Partant de ce constat, l’Agence Européenne des Médicaments (EMA) a indiqué que le variant Omicron pourrait transformer la Covid-19 comme une « maladie endémique » (conférence de presse). Et, certains pays, dont l’Espagne et le Royaume Uni envisagent, déjà, un plan de gestion de la Covid-19, similaire à celui des autres maladies hivernales (grippe, rhume).
Cependant, l’OMS a appelé à la prudence, car il est difficile de prédire l’avenir, du fait qu’il n’y a pas de loi qui stipule qu’un virus s’atténue avec le temps. D’autre part, cette pandémie a déjoué beaucoup de prédictions car les modèles de progression de la maladie reposent sur une multitude d’hypothèses qui sont loin d’être consensuelles entre les modélisateurs.
De plus, les données factuelles montrent que le virus mute tout le temps, en étant parfois plus contagieux, comme dans le cas d’Omicron. La prudence reste de mise quant à l’évolution de la pandémie.
L’épidémiologie semble nécessaire aux pouvoirs publics, dans la gestion de la Covid-19. Est-ce le cas ?
– L’épidémiologie est une composante essentielle de la santé publique.
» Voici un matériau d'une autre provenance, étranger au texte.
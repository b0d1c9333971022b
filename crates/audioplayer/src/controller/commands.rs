//! Public player commands.

use std::path::Path;

use audioplayer_types::{PlaybackInfo, PlaybackState, PlaylistSnapshot, Track};

use super::{AudioPlayer, PauseOptions, StartOptions, resolve_file_format};
use crate::backend::{BackendState, MediaBackend, StageProperty};
use crate::error::{PlayerError, Result};
use crate::pipeline::volume_gain;
use crate::player::{PlayerId, observable_state};
use crate::playlist::validate_volume;

impl<B: MediaBackend> AudioPlayer<B> {
    /// Create a player and start playing `resource`.
    ///
    /// Stream resources need `audio_format`; files are sniffed when it is
    /// omitted. If the chain cannot be built the new player is destroyed
    /// before returning [`PlayerError::PlaybackFailed`].
    pub fn start_playback(
        &mut self,
        resource: &str,
        audio_format: Option<&str>,
        options: StartOptions,
    ) -> Result<PlayerId> {
        let volume = validate_volume(options.volume.unwrap_or(self.config.default_volume))?;
        let mut track = self.make_track(resource, audio_format)?;
        if track.audio_format.is_none() {
            track.audio_format = Some(resolve_file_format(
                &self.config.pipelines,
                Path::new(resource),
            )?);
        }

        let id = self
            .registry
            .create(self.config.max_playlist_tracks, volume);
        if let Some(player) = self.registry.get_mut(id) {
            player.playlist.repeat = options.repeat;
            player.playlist.shuffle = options.shuffle;
            player.playlist.add(track, None);
        }

        let target = if options.paused {
            BackendState::Paused
        } else {
            BackendState::Playing
        };
        if let Err(err) = self.load_track(id, 0, target) {
            tracing::error!(player_id = %id, resource, error = %err, "unable to start playback");
            self.registry.destroy_now(&self.backend, id);
            return Err(PlayerError::PlaybackFailed(Box::new(err)));
        }
        tracing::info!(player_id = %id, resource, "player started");
        Ok(id)
    }

    /// Insert a track at `index` (append when `None`). Returns `false` when
    /// the playlist is full.
    pub fn add_track(
        &mut self,
        id: PlayerId,
        resource: &str,
        audio_format: Option<&str>,
        index: Option<usize>,
    ) -> Result<bool> {
        self.player(id)?;
        let track = self.make_track(resource, audio_format)?;
        let player = self.player_mut(id)?;
        let added = player.playlist.add(track, index);
        if added {
            tracing::info!(player_id = %id, resource, position = ?index, "track added");
        } else {
            tracing::warn!(player_id = %id, resource, "playlist limit reached");
        }
        Ok(added)
    }

    /// Append tracks until the playlist is full. Every track is validated
    /// before any is added. Returns how many were added.
    pub fn add_tracks(&mut self, id: PlayerId, tracks: Vec<Track>) -> Result<usize> {
        self.player(id)?;
        let tracks = tracks
            .iter()
            .map(|track| self.make_track(&track.resource, track.audio_format.as_deref()))
            .collect::<Result<Vec<_>>>()?;
        let requested = tracks.len();
        let player = self.player_mut(id)?;
        let mut added = 0;
        for track in tracks {
            if !player.playlist.add(track, None) {
                break;
            }
            added += 1;
        }
        if added < requested {
            tracing::warn!(
                player_id = %id,
                added,
                requested,
                "all tracks were not added (playlist limit reached)"
            );
        }
        Ok(added)
    }

    pub fn remove_track(&mut self, id: PlayerId, index: usize) -> Result<()> {
        let player = self.player_mut(id)?;
        let removed = player.playlist.remove(index)?;
        tracing::info!(player_id = %id, index, resource = %removed.resource, "track removed");
        Ok(())
    }

    /// Toggle between playing and paused, or force one side. Returns the
    /// requested state.
    pub fn pause_playback(&mut self, id: PlayerId, options: PauseOptions) -> Result<PlaybackState> {
        if let Some(volume) = options.volume {
            self.set_volume(id, volume)?;
        }
        let player = self.player(id)?;
        let Some(chain) = player.chain.as_ref().map(|active| active.chain) else {
            return Ok(PlaybackState::Stopped);
        };
        let current = self.backend.state(chain)?;
        let target = if options.force_pause {
            BackendState::Paused
        } else if options.force_play {
            BackendState::Playing
        } else if current == BackendState::Playing {
            BackendState::Paused
        } else {
            BackendState::Playing
        };
        self.backend.set_state(chain, target)?;
        tracing::info!(player_id = %id, state = ?target, "pause toggled");
        Ok(observable_state(target).unwrap_or_default())
    }

    /// Stop the chain now, notify `Stopped` and free the player at the next
    /// tick.
    pub fn stop_playback(&mut self, id: PlayerId) -> Result<()> {
        let player = self
            .registry
            .get_mut(id)
            .ok_or(PlayerError::UnknownPlayer(id))?;
        if let Some(active) = &player.chain {
            self.backend.set_state(active.chain, BackendState::Null)?;
        }
        player.last_observed_state = PlaybackState::Stopped;
        let info = player.playback_info(PlaybackState::Stopped);
        self.registry.mark_for_destroy(id);
        self.events.playback_update(info);
        tracing::info!(player_id = %id, "playback stopped");
        Ok(())
    }

    /// Play the next track. Returns `false` at the end of a non-repeating
    /// playlist.
    pub fn play_next_track(&mut self, id: PlayerId) -> Result<bool> {
        let playlist = &self.player(id)?.playlist;
        if playlist.next_index().is_none() && !playlist.repeat {
            tracing::info!(player_id = %id, "no next track");
            return Ok(false);
        }
        if self.advance(id)? {
            Ok(true)
        } else {
            Err(PlayerError::NextTrackFailed)
        }
    }

    /// Play the previous track. Returns `false` on the first track or when
    /// the track fails to load.
    pub fn play_previous_track(&mut self, id: PlayerId) -> Result<bool> {
        self.retreat(id)
    }

    /// Jump to `index`. Out-of-range indexes fail without touching the
    /// player; a track that fails to load yields `false`.
    pub fn play_track(&mut self, id: PlayerId, index: usize) -> Result<bool> {
        self.play_at(id, index)
    }

    pub fn set_volume(&mut self, id: PlayerId, volume: u8) -> Result<()> {
        let volume = validate_volume(volume)?;
        let player = self
            .registry
            .get_mut(id)
            .ok_or(PlayerError::UnknownPlayer(id))?;
        if let Some(active) = &player.chain {
            self.backend
                .set_property(active.volume, StageProperty::Volume(volume_gain(volume)))?;
        }
        player.playlist.set_volume(volume)?;
        tracing::info!(player_id = %id, volume, "volume set");
        Ok(())
    }

    pub fn set_repeat(&mut self, id: PlayerId, repeat: bool, shuffle: bool) -> Result<()> {
        let player = self.player_mut(id)?;
        player.playlist.repeat = repeat;
        player.playlist.shuffle = shuffle;
        tracing::info!(player_id = %id, repeat, shuffle, "repeat mode set");
        Ok(())
    }

    /// Shuffle the playlist; the current track moves to the front.
    pub fn shuffle_playlist(&mut self, id: PlayerId) -> Result<()> {
        self.player_mut(id)?.playlist.shuffle();
        tracing::info!(player_id = %id, "playlist shuffled");
        Ok(())
    }

    /// Info for every live player, oldest first.
    pub fn get_players(&self) -> Vec<PlaybackInfo> {
        self.registry
            .ids()
            .into_iter()
            .map(|id| self.playback_info(id))
            .collect()
    }

    pub fn get_playlist(&self, id: PlayerId) -> Result<PlaylistSnapshot> {
        Ok(self.player(id)?.playlist.snapshot())
    }

    /// Destroy every player.
    pub fn shutdown(&mut self) {
        let count = self.registry.len();
        self.registry.destroy_all(&self.backend);
        tracing::info!(players = count, "audio player shut down");
    }
}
Sa finalité est d’améliorer la santé des populations, en soulignant que la santé n’est pas seulement l’absence de maladie, mais « un état de complet bien- être physique, mental et social » (OMS).
Oui, l’épidémiologie est nécessaire aux pouvoirs publics, car elle permet, en collaboration avec d’autres spécialités, d’évaluer l’impact des actions de prévention et des actions curatives mises en place par les pouvoirs publics, pour lutter contre les maladies.
Dans le cas de la Covid-19, l’épidémiologie permet d’avoir un portrait factuel de l’efficacité des actions préventives et curatives mises en place pour freiner la propagation du SARS-CoV-2 (port du masque, couvre-feu, confinement, efficacité de la vaccination dans la prévention des formes graves de Covid-19, etc.).
Cette évaluation permettra aux décideurs de faire des choix en matière de politique de santé, en pleine connaissance des résultats épidémiologiques qui doivent guider les décisions politiques.
Madame Mechakra Tahiri est Professeure d’Université, titulaire d’un Ph.D en Épidémiologie (Université de Montréal, Canada), d’un doctorat d’état en Biologie Humaine (Université Claude Bernard de Lyon, France) et d’un diplôme de recherche Clinique et d’Épidémiologie (Université de Paris IV, France). Elle était chef de service d’Épidémiologie, de Biostatistiques et d’Informatique Médicale à la faculté de Médecine de Casablanca (Maroc). Actuellement, elle exerce en tant que consultante internationale en épidémiologie, auprès d’instances nationales et internationales (OMS, Ministère de la santé, Institutions Maghrébines, Canadiennes, etc).